Se desconsiderarmos os sórdidos meses de abril e maio de 2020, quando a pandemia fechou fábricas e concessionárias, janeiro de 2022 registrou as piores vendas pelo menos dos últimos 14 anos. “Pelo menos” porque foi em 2007 que a Autoinforme passou a registrar com detalhes os números de vendas de carros e comerciais leves no Brasil, mas muito provavelmente nos anos anteriores os janeiros também apresentaram melhores resultados que este 2022.

Foram licenciadas apenas 116.601 unidades, o que dá uma média de 5.552 carros por dia, uma queda de 28,3% sobre janeiro de 2021 (162.567) e de 39,7% sobre dezembro (193.555).

O resultado é consequência de um conjunto de situações que refrearam o consumo no segmento neste início de ano:

A falta de insumos e componentes somada ao aumento de preço, uma vez que os fornecedores são estrangeiros e portanto os preços são cotados em dólar, cuja cotação em relação ao real está nas alturas.

O carro OK também teve aumentos expressivos: o modelo mais barato do Brasil, o Renault Kwid, passou a custar quase R$ 60 mil.

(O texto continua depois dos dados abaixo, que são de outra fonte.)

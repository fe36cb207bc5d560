//! Record form definitions and pre-submit validation.

use std::collections::BTreeMap;
use thiserror::Error;

/// A field failed validation before anything was sent
#[derive(Debug, Clone, PartialEq, Eq, Error)]
#[error("{field}: {reason}")]
pub struct ValidationError {
  pub field: &'static str,
  pub reason: String,
}

impl ValidationError {
  pub fn new(field: &'static str, reason: impl Into<String>) -> Self {
    Self {
      field,
      reason: reason.into(),
    }
  }
}

/// How a form field is edited and checked
#[derive(Debug, Clone, Copy, PartialEq, Eq)]
pub enum FieldKind {
  /// Free text up to `max_len` characters
  Text { max_len: usize },
  /// One of a fixed set of values
  Choice(&'static [&'static str]),
  /// One of another namespace's codes, loaded at runtime (e.g. "programs")
  Lookup(&'static str),
}

#[derive(Debug, Clone, Copy, PartialEq, Eq)]
pub struct FormField {
  pub key: &'static str,
  pub label: &'static str,
  pub kind: FieldKind,
  pub required: bool,
  /// Identifier fields of records that can't be renamed are locked when editing
  pub editable_on_update: bool,
}

impl FormField {
  pub const fn text(key: &'static str, label: &'static str, max_len: usize) -> Self {
    Self {
      key,
      label,
      kind: FieldKind::Text { max_len },
      required: true,
      editable_on_update: true,
    }
  }

  pub const fn choice(key: &'static str, label: &'static str, options: &'static [&'static str]) -> Self {
    Self {
      key,
      label,
      kind: FieldKind::Choice(options),
      required: true,
      editable_on_update: true,
    }
  }

  pub const fn lookup(key: &'static str, label: &'static str, namespace: &'static str) -> Self {
    Self {
      key,
      label,
      kind: FieldKind::Lookup(namespace),
      required: true,
      editable_on_update: true,
    }
  }

  pub const fn locked_on_update(mut self) -> Self {
    self.editable_on_update = false;
    self
  }
}

/// Validated form values keyed by field key
#[derive(Debug, Clone, Default, PartialEq, Eq)]
pub struct FormValues(BTreeMap<&'static str, String>);

impl FormValues {
  /// Trimmed value of a field, empty when absent
  pub fn text(&self, key: &str) -> String {
    self.0.get(key).cloned().unwrap_or_default()
  }

  pub fn number(&self, key: &'static str) -> Result<u32, ValidationError> {
    self
      .text(key)
      .parse()
      .map_err(|_| ValidationError::new(key, "must be a number"))
  }
}

/// Check `values` (aligned with `fields`) and collect them.
///
/// Choice values must be one of the options. Lookup values are checked only
/// when `lookup` knows the namespace's codes.
pub fn validate<'a>(
  fields: &[FormField],
  values: &[String],
  lookup: impl Fn(&str) -> Option<&'a [String]>,
) -> Result<FormValues, ValidationError> {
  let mut out = BTreeMap::new();

  for (field, raw) in fields.iter().zip(values) {
    let value = raw.trim();

    if value.is_empty() {
      if field.required {
        return Err(ValidationError::new(field.label, "is required"));
      }
      out.insert(field.key, String::new());
      continue;
    }

    match field.kind {
      FieldKind::Text { max_len } => {
        if value.chars().count() > max_len {
          return Err(ValidationError::new(
            field.label,
            format!("must be at most {} characters", max_len),
          ));
        }
      }
      FieldKind::Choice(options) => {
        if !options.contains(&value) {
          return Err(ValidationError::new(
            field.label,
            format!("must be one of {}", options.join(", ")),
          ));
        }
      }
      FieldKind::Lookup(namespace) => {
        if let Some(codes) = lookup(namespace) {
          if !codes.iter().any(|c| c == value) {
            return Err(ValidationError::new(
              field.label,
              format!("unknown code {:?}", value),
            ));
          }
        }
      }
    }

    out.insert(field.key, value.to_string());
  }

  Ok(FormValues(out))
}

#[cfg(test)]
mod tests {
  use super::*;

  const FIELDS: &[FormField] = &[
    FormField::text("code", "Code", 4),
    FormField::choice("year", "Year", &["1", "2"]),
    FormField::lookup("college", "College", "colleges"),
  ];

  fn values(v: &[&str]) -> Vec<String> {
    v.iter().map(|s| s.to_string()).collect()
  }

  fn no_lookup(_: &str) -> Option<&'static [String]> {
    None
  }

  #[test]
  fn test_valid_values_are_trimmed() {
    let out = validate(FIELDS, &values(&[" CS ", "2", "CCS"]), no_lookup).unwrap();
    assert_eq!(out.text("code"), "CS");
    assert_eq!(out.number("year").unwrap(), 2);
  }

  #[test]
  fn test_required_field() {
    let err = validate(FIELDS, &values(&["  ", "1", "CCS"]), no_lookup).unwrap_err();
    assert_eq!(err, ValidationError::new("Code", "is required"));
  }

  #[test]
  fn test_text_length_and_choice() {
    assert!(validate(FIELDS, &values(&["TOOLONG", "1", "CCS"]), no_lookup).is_err());
    let err = validate(FIELDS, &values(&["CS", "9", "CCS"]), no_lookup).unwrap_err();
    assert_eq!(err.field, "Year");
  }

  #[test]
  fn test_lookup_checked_when_codes_known() {
    let codes = vec!["CCS".to_string(), "COE".to_string()];
    let lookup = |ns: &str| (ns == "colleges").then_some(codes.as_slice());
    assert!(validate(FIELDS, &values(&["CS", "1", "COE"]), lookup).is_ok());
    let err = validate(FIELDS, &values(&["CS", "1", "XYZ"]), lookup).unwrap_err();
    assert_eq!(err.field, "College");
  }

  #[test]
  fn test_optional_empty_value() {
    let fields = [FormField {
      required: false,
      ..FormField::text("note", "Note", 10)
    }];
    let out = validate(&fields, &values(&[""]), no_lookup).unwrap();
    assert_eq!(out.text("note"), "");
  }
}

A baixa atividade, aprofundada com o avanço da variante Ômicron, provoca a queda de renda da população.

E o carro usado, que foi alternativa no ano passado para quem não podia comprar o OK, está com preços abusivos: um grande banco anunciou nesta terça-feira (1/2/22) que sua carteira de financiamento de carros caiu drasticamente neste início de ano.